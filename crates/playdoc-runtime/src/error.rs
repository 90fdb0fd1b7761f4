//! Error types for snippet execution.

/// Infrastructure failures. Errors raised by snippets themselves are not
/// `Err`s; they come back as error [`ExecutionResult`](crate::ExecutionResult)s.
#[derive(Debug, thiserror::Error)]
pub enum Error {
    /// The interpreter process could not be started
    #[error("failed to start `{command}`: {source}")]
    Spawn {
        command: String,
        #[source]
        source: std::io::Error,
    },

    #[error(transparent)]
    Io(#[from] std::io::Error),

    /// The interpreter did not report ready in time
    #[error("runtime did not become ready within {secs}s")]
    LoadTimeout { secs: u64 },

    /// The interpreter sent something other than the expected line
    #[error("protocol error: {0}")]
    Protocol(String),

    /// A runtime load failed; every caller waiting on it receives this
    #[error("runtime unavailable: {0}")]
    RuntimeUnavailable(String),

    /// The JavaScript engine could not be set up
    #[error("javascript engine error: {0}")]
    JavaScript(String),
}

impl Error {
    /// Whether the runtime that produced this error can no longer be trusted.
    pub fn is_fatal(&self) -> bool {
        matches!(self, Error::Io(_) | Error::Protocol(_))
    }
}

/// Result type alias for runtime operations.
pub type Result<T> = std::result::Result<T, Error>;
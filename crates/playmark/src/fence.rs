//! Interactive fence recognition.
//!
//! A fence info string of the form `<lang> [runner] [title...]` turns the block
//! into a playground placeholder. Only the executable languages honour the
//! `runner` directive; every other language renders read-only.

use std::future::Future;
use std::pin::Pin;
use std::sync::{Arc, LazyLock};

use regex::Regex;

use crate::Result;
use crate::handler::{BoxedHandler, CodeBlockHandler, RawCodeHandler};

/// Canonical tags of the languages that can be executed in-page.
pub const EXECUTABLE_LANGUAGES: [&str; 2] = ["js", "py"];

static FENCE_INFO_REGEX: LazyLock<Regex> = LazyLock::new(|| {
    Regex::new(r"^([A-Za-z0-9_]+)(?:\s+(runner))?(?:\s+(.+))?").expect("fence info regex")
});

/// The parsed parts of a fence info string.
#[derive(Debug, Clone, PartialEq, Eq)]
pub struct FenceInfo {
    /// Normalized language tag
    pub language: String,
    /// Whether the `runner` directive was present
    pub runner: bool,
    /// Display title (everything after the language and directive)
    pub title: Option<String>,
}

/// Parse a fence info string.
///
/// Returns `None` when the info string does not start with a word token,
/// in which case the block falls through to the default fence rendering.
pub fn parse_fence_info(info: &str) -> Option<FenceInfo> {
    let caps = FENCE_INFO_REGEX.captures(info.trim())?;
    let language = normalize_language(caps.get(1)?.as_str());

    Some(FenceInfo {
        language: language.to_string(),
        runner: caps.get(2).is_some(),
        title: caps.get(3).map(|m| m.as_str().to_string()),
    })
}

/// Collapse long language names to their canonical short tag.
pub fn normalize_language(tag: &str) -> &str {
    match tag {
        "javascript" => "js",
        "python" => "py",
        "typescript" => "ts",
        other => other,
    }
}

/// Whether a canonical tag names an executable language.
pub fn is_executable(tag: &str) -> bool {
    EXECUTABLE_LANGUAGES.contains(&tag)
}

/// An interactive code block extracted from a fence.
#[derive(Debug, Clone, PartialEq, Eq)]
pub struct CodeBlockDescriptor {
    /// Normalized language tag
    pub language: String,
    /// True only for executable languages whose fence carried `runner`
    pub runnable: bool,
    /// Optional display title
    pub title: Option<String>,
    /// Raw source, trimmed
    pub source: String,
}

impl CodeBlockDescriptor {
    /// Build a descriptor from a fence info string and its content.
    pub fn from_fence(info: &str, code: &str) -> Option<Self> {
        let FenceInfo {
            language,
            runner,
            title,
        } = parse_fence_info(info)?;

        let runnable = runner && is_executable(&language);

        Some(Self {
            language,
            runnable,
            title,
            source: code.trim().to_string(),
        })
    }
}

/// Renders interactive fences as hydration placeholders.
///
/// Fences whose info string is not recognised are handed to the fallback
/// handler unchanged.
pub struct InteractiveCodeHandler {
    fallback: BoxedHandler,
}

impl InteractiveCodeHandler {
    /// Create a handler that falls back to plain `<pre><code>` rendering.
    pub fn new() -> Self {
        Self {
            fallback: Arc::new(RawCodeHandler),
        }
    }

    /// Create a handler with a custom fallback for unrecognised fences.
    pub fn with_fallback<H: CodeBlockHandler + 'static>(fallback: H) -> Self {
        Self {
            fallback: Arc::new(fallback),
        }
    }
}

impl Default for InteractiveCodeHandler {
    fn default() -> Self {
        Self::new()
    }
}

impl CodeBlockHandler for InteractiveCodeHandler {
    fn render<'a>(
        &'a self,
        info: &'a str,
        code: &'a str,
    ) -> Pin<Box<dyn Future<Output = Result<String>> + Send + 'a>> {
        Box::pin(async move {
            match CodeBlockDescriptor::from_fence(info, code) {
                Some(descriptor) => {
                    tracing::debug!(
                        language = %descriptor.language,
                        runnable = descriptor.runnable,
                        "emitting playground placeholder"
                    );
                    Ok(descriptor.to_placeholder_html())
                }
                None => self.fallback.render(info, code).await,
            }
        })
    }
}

▶ [TASK OBJECTIVE]:
Within the listing above, copy each line that has the string "names".

▶ [EXERCISE OUTPUT]:
/// Collapse long language names to their canonical short tag.
/// Whether a canonical tag names an executable language.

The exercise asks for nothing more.